*DATA*:
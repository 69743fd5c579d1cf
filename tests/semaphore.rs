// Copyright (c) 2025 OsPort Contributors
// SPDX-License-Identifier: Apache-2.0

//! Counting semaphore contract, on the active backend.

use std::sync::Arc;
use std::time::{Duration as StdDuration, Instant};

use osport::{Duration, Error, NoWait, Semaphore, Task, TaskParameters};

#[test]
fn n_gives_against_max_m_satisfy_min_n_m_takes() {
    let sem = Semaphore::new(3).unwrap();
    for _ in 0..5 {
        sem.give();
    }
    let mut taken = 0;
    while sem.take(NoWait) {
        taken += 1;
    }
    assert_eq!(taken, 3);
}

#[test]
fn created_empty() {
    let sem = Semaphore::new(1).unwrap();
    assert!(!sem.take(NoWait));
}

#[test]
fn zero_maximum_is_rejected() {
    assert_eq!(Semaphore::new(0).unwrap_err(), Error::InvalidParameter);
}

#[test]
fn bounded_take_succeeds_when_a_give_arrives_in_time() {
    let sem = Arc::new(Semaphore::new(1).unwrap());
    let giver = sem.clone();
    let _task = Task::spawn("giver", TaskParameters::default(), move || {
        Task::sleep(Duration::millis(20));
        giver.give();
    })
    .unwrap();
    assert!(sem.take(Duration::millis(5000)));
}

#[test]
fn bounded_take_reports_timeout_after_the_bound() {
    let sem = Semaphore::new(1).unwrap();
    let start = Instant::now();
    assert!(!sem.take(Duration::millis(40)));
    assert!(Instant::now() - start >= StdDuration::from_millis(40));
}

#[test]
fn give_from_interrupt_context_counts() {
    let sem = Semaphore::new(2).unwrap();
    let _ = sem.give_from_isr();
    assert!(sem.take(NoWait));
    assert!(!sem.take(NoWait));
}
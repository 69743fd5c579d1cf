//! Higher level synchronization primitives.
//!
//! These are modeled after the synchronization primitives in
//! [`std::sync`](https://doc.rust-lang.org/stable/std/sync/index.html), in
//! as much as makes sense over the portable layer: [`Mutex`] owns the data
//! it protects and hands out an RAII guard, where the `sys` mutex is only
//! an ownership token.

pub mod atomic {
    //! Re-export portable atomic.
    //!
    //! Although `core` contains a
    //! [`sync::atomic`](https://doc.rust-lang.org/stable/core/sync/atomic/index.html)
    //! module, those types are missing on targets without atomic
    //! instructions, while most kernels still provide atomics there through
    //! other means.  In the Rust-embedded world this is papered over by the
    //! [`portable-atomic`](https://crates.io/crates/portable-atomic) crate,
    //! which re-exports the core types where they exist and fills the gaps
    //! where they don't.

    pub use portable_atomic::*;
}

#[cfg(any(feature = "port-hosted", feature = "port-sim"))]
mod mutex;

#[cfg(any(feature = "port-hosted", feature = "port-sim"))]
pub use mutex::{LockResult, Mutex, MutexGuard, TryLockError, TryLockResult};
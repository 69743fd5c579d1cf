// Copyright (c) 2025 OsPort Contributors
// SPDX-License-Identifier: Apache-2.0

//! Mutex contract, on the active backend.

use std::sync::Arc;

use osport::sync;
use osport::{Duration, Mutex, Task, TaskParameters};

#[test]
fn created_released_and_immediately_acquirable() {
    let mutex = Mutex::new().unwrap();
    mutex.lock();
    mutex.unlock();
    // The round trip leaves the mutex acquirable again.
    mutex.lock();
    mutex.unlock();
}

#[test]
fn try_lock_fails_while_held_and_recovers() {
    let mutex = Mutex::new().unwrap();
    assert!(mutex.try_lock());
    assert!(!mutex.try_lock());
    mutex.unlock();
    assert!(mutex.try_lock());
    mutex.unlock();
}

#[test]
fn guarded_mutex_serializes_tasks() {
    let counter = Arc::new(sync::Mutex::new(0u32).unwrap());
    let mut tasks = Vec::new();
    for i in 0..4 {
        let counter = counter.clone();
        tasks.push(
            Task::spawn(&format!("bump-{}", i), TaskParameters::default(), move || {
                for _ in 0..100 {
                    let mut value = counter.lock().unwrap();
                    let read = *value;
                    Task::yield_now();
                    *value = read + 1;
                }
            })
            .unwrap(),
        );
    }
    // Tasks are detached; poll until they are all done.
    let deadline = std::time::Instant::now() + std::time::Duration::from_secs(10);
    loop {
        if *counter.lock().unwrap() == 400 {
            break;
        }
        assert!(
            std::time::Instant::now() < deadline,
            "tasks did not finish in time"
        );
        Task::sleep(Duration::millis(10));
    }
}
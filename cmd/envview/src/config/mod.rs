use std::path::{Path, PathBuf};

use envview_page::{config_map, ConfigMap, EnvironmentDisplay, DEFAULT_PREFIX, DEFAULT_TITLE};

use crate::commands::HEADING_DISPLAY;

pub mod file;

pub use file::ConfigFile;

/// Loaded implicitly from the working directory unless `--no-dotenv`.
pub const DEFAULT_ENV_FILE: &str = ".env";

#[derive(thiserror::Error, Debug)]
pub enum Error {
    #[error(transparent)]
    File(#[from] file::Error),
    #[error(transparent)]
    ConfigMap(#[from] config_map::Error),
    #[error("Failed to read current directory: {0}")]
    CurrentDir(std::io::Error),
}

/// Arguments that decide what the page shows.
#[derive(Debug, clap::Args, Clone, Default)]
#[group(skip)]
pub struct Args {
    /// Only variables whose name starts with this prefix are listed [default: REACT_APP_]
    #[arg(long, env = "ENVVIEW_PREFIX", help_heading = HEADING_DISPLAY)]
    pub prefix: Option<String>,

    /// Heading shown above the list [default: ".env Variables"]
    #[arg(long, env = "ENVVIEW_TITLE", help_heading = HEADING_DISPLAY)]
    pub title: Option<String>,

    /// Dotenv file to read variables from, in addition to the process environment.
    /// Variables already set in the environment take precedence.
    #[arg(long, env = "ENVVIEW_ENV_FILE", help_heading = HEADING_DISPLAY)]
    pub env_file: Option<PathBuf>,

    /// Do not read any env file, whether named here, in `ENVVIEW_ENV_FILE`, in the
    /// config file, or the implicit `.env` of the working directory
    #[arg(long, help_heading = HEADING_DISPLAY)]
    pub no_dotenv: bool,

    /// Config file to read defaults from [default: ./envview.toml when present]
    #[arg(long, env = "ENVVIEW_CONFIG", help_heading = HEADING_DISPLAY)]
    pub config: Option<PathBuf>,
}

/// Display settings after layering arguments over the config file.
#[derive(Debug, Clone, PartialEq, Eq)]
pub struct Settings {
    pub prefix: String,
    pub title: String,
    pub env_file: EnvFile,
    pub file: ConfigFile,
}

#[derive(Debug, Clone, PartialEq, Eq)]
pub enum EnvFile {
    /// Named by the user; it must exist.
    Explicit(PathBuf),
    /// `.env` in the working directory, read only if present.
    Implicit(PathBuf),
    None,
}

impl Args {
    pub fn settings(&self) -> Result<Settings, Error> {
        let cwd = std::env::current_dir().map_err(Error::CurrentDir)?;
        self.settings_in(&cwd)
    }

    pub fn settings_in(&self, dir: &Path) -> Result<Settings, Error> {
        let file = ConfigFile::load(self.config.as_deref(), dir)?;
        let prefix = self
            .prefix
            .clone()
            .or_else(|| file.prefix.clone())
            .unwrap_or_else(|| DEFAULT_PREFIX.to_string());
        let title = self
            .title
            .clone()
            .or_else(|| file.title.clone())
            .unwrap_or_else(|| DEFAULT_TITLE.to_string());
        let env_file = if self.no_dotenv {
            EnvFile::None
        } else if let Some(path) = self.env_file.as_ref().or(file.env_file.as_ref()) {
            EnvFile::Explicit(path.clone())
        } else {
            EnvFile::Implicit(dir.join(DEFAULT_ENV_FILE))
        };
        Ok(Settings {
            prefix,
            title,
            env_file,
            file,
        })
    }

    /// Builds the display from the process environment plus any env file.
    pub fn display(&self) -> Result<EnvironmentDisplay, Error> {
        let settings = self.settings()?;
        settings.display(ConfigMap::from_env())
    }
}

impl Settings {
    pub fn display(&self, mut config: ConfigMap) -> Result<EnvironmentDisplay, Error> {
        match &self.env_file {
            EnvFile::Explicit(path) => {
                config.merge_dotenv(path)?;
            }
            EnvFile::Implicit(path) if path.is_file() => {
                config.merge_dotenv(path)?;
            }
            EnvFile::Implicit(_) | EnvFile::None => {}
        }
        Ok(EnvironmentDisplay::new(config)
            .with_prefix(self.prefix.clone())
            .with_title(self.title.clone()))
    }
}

*TASK DESCRIPTION*:
Only lines holding the string "TaskParameters" are wanted; gather each one from the entries above.

*EXERCISE ANSWER*:
use osport::{Duration, Error, NoWait, Semaphore, Task, TaskParameters};
    let _task = Task::spawn("giver", TaskParameters::default(), move || {
use osport::{Duration, Mutex, Task, TaskParameters};
            Task::spawn(&format!("bump-{}", i), TaskParameters::default(), move || {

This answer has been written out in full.